● Records supplied:
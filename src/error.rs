use thiserror::Error;

pub type Result<T, E = ExpressionError> = std::result::Result<T, E>;

/// Every way configuring, parsing or evaluating an expression can fail.
#[derive(Debug, Clone, PartialEq, Eq, Error)]
pub enum ExpressionError {
    /// A registration conflicts with an existing one or uses an invalid label.
    #[error("configuration error: {0}")]
    Configuration(String),

    /// The input contains text that starts no literal, identifier or known symbol.
    #[error("lex error at offset {offset}: {message}")]
    Lex { offset: usize, message: String },

    #[error("syntax error at offset {offset}: {message}")]
    Syntax { offset: usize, message: String },

    /// An operator or function received the wrong number of operands.
    #[error("`{label}` expects {expected} operand(s) but got {found}{}", at_offset(.offset))]
    Arity {
        label: String,
        expected: usize,
        found: usize,
        offset: Option<usize>,
    },

    #[error("unknown symbol `{symbol}` at offset {offset}")]
    UnknownSymbol { symbol: String, offset: usize },

    #[error("variable `{0}` is not bound")]
    UnboundVariable(String),

    #[error("invalid expression: nothing to evaluate")]
    InvalidExpression,

    /// A domain compute function rejected its inputs.
    #[error("`{label}` failed: {message}")]
    Compute { label: String, message: String },
}

fn at_offset(offset: &Option<usize>) -> String {
    offset
        .map(|offset| format!(" at offset {}", offset))
        .unwrap_or_default()
}

impl ExpressionError {
    pub(crate) fn syntax(offset: usize, message: impl Into<String>) -> Self {
        ExpressionError::Syntax {
            offset,
            message: message.into(),
        }
    }
}

#[cfg(test)]
mod tests {
    use super::*;

    #[test]
    fn test_arity_message_mentions_offset_only_when_known() {
        let at_parse = ExpressionError::Arity {
            label: "+".to_string(),
            expected: 2,
            found: 1,
            offset: Some(4),
        };
        assert_eq!(
            at_parse.to_string(),
            "`+` expects 2 operand(s) but got 1 at offset 4"
        );

        let at_eval = ExpressionError::Arity {
            label: "log".to_string(),
            expected: 2,
            found: 3,
            offset: None,
        };
        assert_eq!(at_eval.to_string(), "`log` expects 2 operand(s) but got 3");
    }
}
#[cfg(test)]
mod tests {
    use super::*;

    /// Integer configuration small enough to reason about tree shapes.
    fn registry() -> Registry<i64> {
        let mut registry = Registry::new(|text: &str| text.parse::<i64>().map_err(|e| e.to_string()));
        registry
            .register_operator("+", OperatorKind::Infix, 1, |args| Ok(args[0] + args[1]))
            .unwrap();
        registry
            .register_operator("-", OperatorKind::Infix, 1, |args| Ok(args[0] - args[1]))
            .unwrap();
        registry
            .register_operator("-", OperatorKind::Prefix, 3, |args| Ok(-args[0]))
            .unwrap();
        registry
            .register_operator("*", OperatorKind::Infix, 2, |args| Ok(args[0] * args[1]))
            .unwrap();
        registry
            .register_operator("^", OperatorKind::InfixRtl, 3, |args| {
                Ok(args[0].pow(args[1] as u32))
            })
            .unwrap();
        registry
            .register_operator("!", OperatorKind::Suffix, 5, |args| Ok((1..=args[0]).product()))
            .unwrap();
        registry
            .register_operator("abs", OperatorKind::Prefix, 4, |args| Ok(args[0].abs()))
            .unwrap();
        registry
            .register_function("sum", Parameters::Unlimited, |args| Ok(args.iter().sum()))
            .unwrap();
        registry
            .register_function("pair", Parameters::Fixed(2), |args| Ok(args[0] * 10 + args[1]))
            .unwrap();
        registry
            .register_function("seven", Parameters::Fixed(0), |_| Ok(7))
            .unwrap();
        registry.register_constant("k", 100).unwrap();
        registry.register_variable("x").unwrap();
        registry.register_variable("y").unwrap();
        registry
            .register_implicit_multiplication(2, |args| Ok(args[0] * args[1]))
            .unwrap();
        registry
    }

    fn shape(input: &str) -> String {
        Parser::new(&registry()).parse_tree(input).unwrap().to_string()
    }

    fn parse_error(input: &str) -> ExpressionError {
        Parser::new(&registry()).parse_tree(input).unwrap_err()
    }

    #[test]
    fn test_precedence() {
        assert_eq!(shape("1 + 2 * 3"), "(1 + (2 * 3))");
        assert_eq!(shape("1 * 2 + 3"), "((1 * 2) + 3)");
    }

    #[test]
    fn test_left_associativity() {
        assert_eq!(shape("8 - 3 - 2"), "((8 - 3) - 2)");
    }

    #[test]
    fn test_right_associativity() {
        assert_eq!(shape("2 ^ 3 ^ 2"), "(2 ^ (3 ^ 2))");
    }

    #[test]
    fn test_parentheses_override_precedence() {
        assert_eq!(shape("(1 + 2) * 3"), "((1 + 2) * 3)");
        assert_eq!(shape("((4))"), "4");
    }

    #[test]
    fn test_unary_minus_by_position() {
        assert_eq!(shape("-2"), "(-2)");
        assert_eq!(shape("1 - -2"), "(1 - (-2))");
        assert_eq!(shape("--2"), "(-(-2))");
        assert_eq!(shape("(-2)"), "(-2)");
        assert_eq!(shape("sum(1, -2)"), "sum(1, (-2))");
    }

    #[test]
    fn test_unary_minus_against_power() {
        assert_eq!(shape("-2 ^ 2"), "(-(2 ^ 2))");
        assert_eq!(shape("2 ^ -1"), "(2 ^ (-1))");
        assert_eq!(shape("-2 * 3"), "((-2) * 3)");
    }

    #[test]
    fn test_suffix_operator() {
        assert_eq!(shape("3!"), "(3!)");
        assert_eq!(shape("2 * 3!"), "(2 * (3!))");
        assert_eq!(shape("2 ^ 3!"), "(2 ^ (3!))");
        assert_eq!(shape("3! + 1"), "((3!) + 1)");
    }

    #[test]
    fn test_prefix_operator_binds_its_operand() {
        assert_eq!(shape("abs -3 + 1"), "((abs (-3)) + 1)");
        assert_eq!(shape("abs(1 - 3) * 2"), "((abs (1 - 3)) * 2)");
    }

    #[test]
    fn test_implicit_multiplication() {
        assert_eq!(shape("2(3 + 4)"), "(2 * (3 + 4))");
        assert_eq!(shape("2x"), "(2 * x)");
        assert_eq!(shape("x y"), "(x * y)");
        assert_eq!(shape("(1)(2)"), "(1 * 2)");
        assert_eq!(shape("2 sum(1, 2)"), "(2 * sum(1, 2))");
        assert_eq!(shape("2 abs x"), "(2 * (abs x))");
        assert_eq!(shape("1 + 2x ^ 2"), "(1 + (2 * (x ^ 2)))");
        assert_eq!(shape("3!2"), "((3!) * 2)");
    }

    #[test]
    fn test_implicit_multiplication_after_unary_minus() {
        assert_eq!(shape("-2x"), "((-2) * x)");
    }

    #[test]
    fn test_adjacent_operands_without_implicit_multiplication() {
        let mut registry = Registry::new(|text: &str| text.parse::<i64>().map_err(|e| e.to_string()));
        registry
            .register_operator("+", OperatorKind::Infix, 1, |args| Ok(args[0] + args[1]))
            .unwrap();
        let result = Parser::new(&registry).parse_tree("2 3");
        assert!(matches!(result, Err(ExpressionError::Syntax { offset: 2, .. })));
    }

    #[test]
    fn test_function_calls() {
        assert_eq!(shape("pair(1, 2)"), "pair(1, 2)");
        assert_eq!(shape("pair(1 + 2, pair(3, 4))"), "pair((1 + 2), pair(3, 4))");
        assert_eq!(shape("sum()"), "sum()");
        assert_eq!(shape("sum(1, 2, 3, 4)"), "sum(1, 2, 3, 4)");
        assert_eq!(shape("1 + sum(2) * 3"), "(1 + (sum(2) * 3))");
    }

    #[test]
    fn test_zero_parameter_function() {
        assert_eq!(shape("seven()"), "seven()");
        assert_eq!(shape("seven + 1"), "(seven() + 1)");
        assert_eq!(shape("abs(seven)"), "(abs seven())");
    }

    #[test]
    fn test_constants_and_variables_become_variable_leaves() {
        assert_eq!(shape("k + x"), "(k + x)");
    }

    #[test]
    fn test_fixed_arity_mismatch() {
        assert!(matches!(
            parse_error("pair(1)"),
            ExpressionError::Arity {
                expected: 2,
                found: 1,
                ..
            }
        ));
        assert!(matches!(
            parse_error("pair(1, 2, 3)"),
            ExpressionError::Arity {
                expected: 2,
                found: 3,
                ..
            }
        ));
        assert!(matches!(
            parse_error("seven(1)"),
            ExpressionError::Arity {
                expected: 0,
                found: 1,
                ..
            }
        ));
    }

    #[test]
    fn test_missing_operands() {
        assert!(matches!(
            parse_error("1 +"),
            ExpressionError::Arity {
                expected: 2,
                found: 1,
                ..
            }
        ));
        assert!(matches!(parse_error("* 3"), ExpressionError::Arity { .. }));
        assert!(matches!(parse_error("(1 +)"), ExpressionError::Arity { .. }));
        assert!(matches!(parse_error("!"), ExpressionError::Arity { .. }));
    }

    #[test]
    fn test_operators_do_not_reach_outside_their_group() {
        assert!(matches!(
            parse_error("1 + sum(2, *)"),
            ExpressionError::Syntax { .. } | ExpressionError::Arity { .. }
        ));
        assert!(matches!(
            parse_error("1 (+)"),
            ExpressionError::Arity { found: 0, .. }
        ));
    }

    #[test]
    fn test_unmatched_parentheses() {
        assert!(matches!(
            parse_error("(1 + 2"),
            ExpressionError::Syntax { offset: 0, .. }
        ));
        assert!(matches!(
            parse_error("sum(1"),
            ExpressionError::Syntax { .. }
        ));
        assert!(matches!(
            parse_error("1 + 2)"),
            ExpressionError::Syntax { offset: 5, .. }
        ));
    }

    #[test]
    fn test_comma_placement() {
        assert!(matches!(parse_error("1, 2"), ExpressionError::Syntax { .. }));
        assert!(matches!(parse_error("(1, 2)"), ExpressionError::Syntax { .. }));
        assert!(matches!(parse_error("sum(, 1)"), ExpressionError::Syntax { .. }));
        assert!(matches!(parse_error("sum(1, )"), ExpressionError::Syntax { .. }));
        assert!(matches!(parse_error("sum(1,, 2)"), ExpressionError::Syntax { .. }));
    }

    #[test]
    fn test_empty_input() {
        assert!(matches!(parse_error(""), ExpressionError::Syntax { .. }));
        assert!(matches!(parse_error("   "), ExpressionError::Syntax { .. }));
        assert!(matches!(parse_error("()"), ExpressionError::Syntax { .. }));
    }

    #[test]
    fn test_unknown_symbol() {
        assert_eq!(
            parse_error("unknownFn(1)"),
            ExpressionError::UnknownSymbol {
                symbol: "unknownFn".to_string(),
                offset: 0,
            }
        );
        assert!(matches!(
            parse_error("1 + z"),
            ExpressionError::UnknownSymbol { offset: 4, .. }
        ));
    }

    #[test]
    fn test_function_without_call_parentheses() {
        assert!(matches!(parse_error("pair + 1"), ExpressionError::Syntax { .. }));
    }

    #[test]
    fn test_invalid_number_is_a_lex_error() {
        assert!(matches!(
            parse_error("1.5 + 1"),
            ExpressionError::Lex { offset: 0, .. }
        ));
    }

    #[test]
    fn test_lex_error_propagates() {
        assert!(matches!(
            parse_error("1 # 2"),
            ExpressionError::Lex { offset: 2, .. }
        ));
    }

    #[test]
    fn test_parse_expression_snapshots_constants() {
        let registry = registry();
        let expression = Parser::new(&registry).parse_expression("k").unwrap();
        assert_eq!(expression.constants().get("k"), Some(&100));
    }
}
use crate::ast::Registry;
use crate::error::{ExpressionError, Result};
use log::trace;

#[derive(Debug, Copy, Clone, PartialEq, Eq)]
pub enum LexemeKind {
    /// Numeric literal such as `3`, `0.25`, `.5` or `1e-2`.
    Number,
    /// Word-like label, registered or not.
    Identifier,
    /// Registered label made of symbol characters, such as `+` or `**`.
    Symbol,
    OpenParen,
    CloseParen,
    Comma,
}

#[derive(Debug, Copy, Clone, PartialEq, Eq)]
pub struct Lexeme<'a> {
    pub kind: LexemeKind,
    pub text: &'a str,
    /// Byte offset of the lexeme in the input.
    pub offset: usize,
}

/// Splits input text into lexemes on demand.
///
/// Registered labels are matched longest first, so `asinh` is never read as
/// `asin` followed by `h`. The tokenizer stops for good after the first error.
pub struct Tokenizer<'a> {
    input: &'a str,
    offset: usize,
    labels: &'a [String],
    failed: bool,
}

impl<'a> Tokenizer<'a> {
    pub fn new<T>(input: &'a str, registry: &'a Registry<T>) -> Self {
        Self {
            input,
            offset: 0,
            labels: registry.labels(),
            failed: false,
        }
    }

    fn skip_whitespace(&mut self) {
        let rest = &self.input[self.offset..];
        let trimmed = rest.trim_start();
        self.offset += rest.len() - trimmed.len();
    }

    fn emit(&mut self, kind: LexemeKind, len: usize) -> Lexeme<'a> {
        let lexeme = Lexeme {
            kind,
            text: &self.input[self.offset..self.offset + len],
            offset: self.offset,
        };
        self.offset += len;
        trace!("Lexeme {:?} `{}` at {}", lexeme.kind, lexeme.text, lexeme.offset);
        lexeme
    }

    fn next_lexeme(&mut self) -> Option<Result<Lexeme<'a>>> {
        self.skip_whitespace();
        let rest = &self.input[self.offset..];
        let first = rest.chars().next()?;

        let lexeme = match first {
            '(' => self.emit(LexemeKind::OpenParen, 1),
            ')' => self.emit(LexemeKind::CloseParen, 1),
            ',' => self.emit(LexemeKind::Comma, 1),
            _ if starts_number(rest) => self.emit(LexemeKind::Number, number_len(rest)),
            _ => {
                let labels = self.labels;
                if let Some(label) = labels.iter().find(|label| rest.starts_with(label.as_str())) {
                    let kind = if is_identifier_start(first) {
                        LexemeKind::Identifier
                    } else {
                        LexemeKind::Symbol
                    };
                    let len = label.len();
                    self.emit(kind, len)
                } else if is_identifier_start(first) {
                    self.emit(LexemeKind::Identifier, identifier_len(rest))
                } else {
                    return Some(Err(ExpressionError::Lex {
                        offset: self.offset,
                        message: format!("unexpected character `{}`", first),
                    }));
                }
            }
        };
        Some(Ok(lexeme))
    }
}

impl<'a> Iterator for Tokenizer<'a> {
    type Item = Result<Lexeme<'a>>;

    fn next(&mut self) -> Option<Self::Item> {
        if self.failed {
            return None;
        }
        let item = self.next_lexeme();
        if matches!(item, Some(Err(_))) {
            self.failed = true;
        }
        item
    }
}

fn is_identifier_start(c: char) -> bool {
    c.is_alphabetic() || c == '_'
}

fn identifier_len(text: &str) -> usize {
    text.char_indices()
        .find(|&(_, c)| !(c.is_alphanumeric() || c == '_'))
        .map_or(text.len(), |(index, _)| index)
}

fn digits_len(text: &str) -> usize {
    text.bytes().take_while(u8::is_ascii_digit).count()
}

fn starts_number(text: &str) -> bool {
    let bytes = text.as_bytes();
    match bytes.first() {
        Some(b) if b.is_ascii_digit() => true,
        Some(b'.') => bytes.get(1).is_some_and(u8::is_ascii_digit),
        _ => false,
    }
}

/// Length of the numeric literal at the start of `text`: digits, an optional
/// fraction and an optional exponent. The exponent is only taken when digits
/// follow the `e`, so `2e` stays a number followed by whatever `e` denotes.
fn number_len(text: &str) -> usize {
    let bytes = text.as_bytes();
    let mut len = digits_len(text);
    if bytes.get(len) == Some(&b'.') {
        len += 1 + digits_len(&text[len + 1..]);
    }
    if matches!(bytes.get(len), Some(b'e' | b'E')) {
        let mut exponent = len + 1;
        if matches!(bytes.get(exponent), Some(b'+' | b'-')) {
            exponent += 1;
        }
        let digits = digits_len(&text[exponent..]);
        if digits > 0 {
            len = exponent + digits;
        }
    }
    len
}
pub mod ast;
pub mod error;
pub mod functions;

use ast::{Evaluator, Expression};
use error::Result;
use functions::float_registry;
use std::collections::HashMap;

pub use error::ExpressionError;

/// Parses and evaluates `expression` with the floating-point vocabulary from
/// [`functions`]. Every key of `context` is declared as a variable first, so
/// `context` may also shadow a constant such as `pi`.
pub fn evaluate_expression(expression: &str, context: &HashMap<String, f64>) -> Result<f64> {
    let mut registry = float_registry()?;
    for label in context.keys() {
        if registry.lookup_constant(label).is_none() {
            registry.register_variable(label)?;
        }
    }

    let mut evaluator = Evaluator::new(registry, 0);
    evaluator.evaluate_expression(expression, context)
}

/// Parses `expression` once for repeated evaluation, declaring `variables`.
pub fn parse_expression(expression: &str, variables: &[&str]) -> Result<Expression<f64>> {
    let mut registry = float_registry()?;
    for label in variables {
        registry.register_variable(label)?;
    }
    registry.parse(expression)
}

● Instructions to follow:
Copy each line of the preceding material that contains "failed".

● Exercise solution:
    #[error("`{label}` failed: {message}")]
    failed: bool,
            failed: false,
        if self.failed {
            self.failed = true;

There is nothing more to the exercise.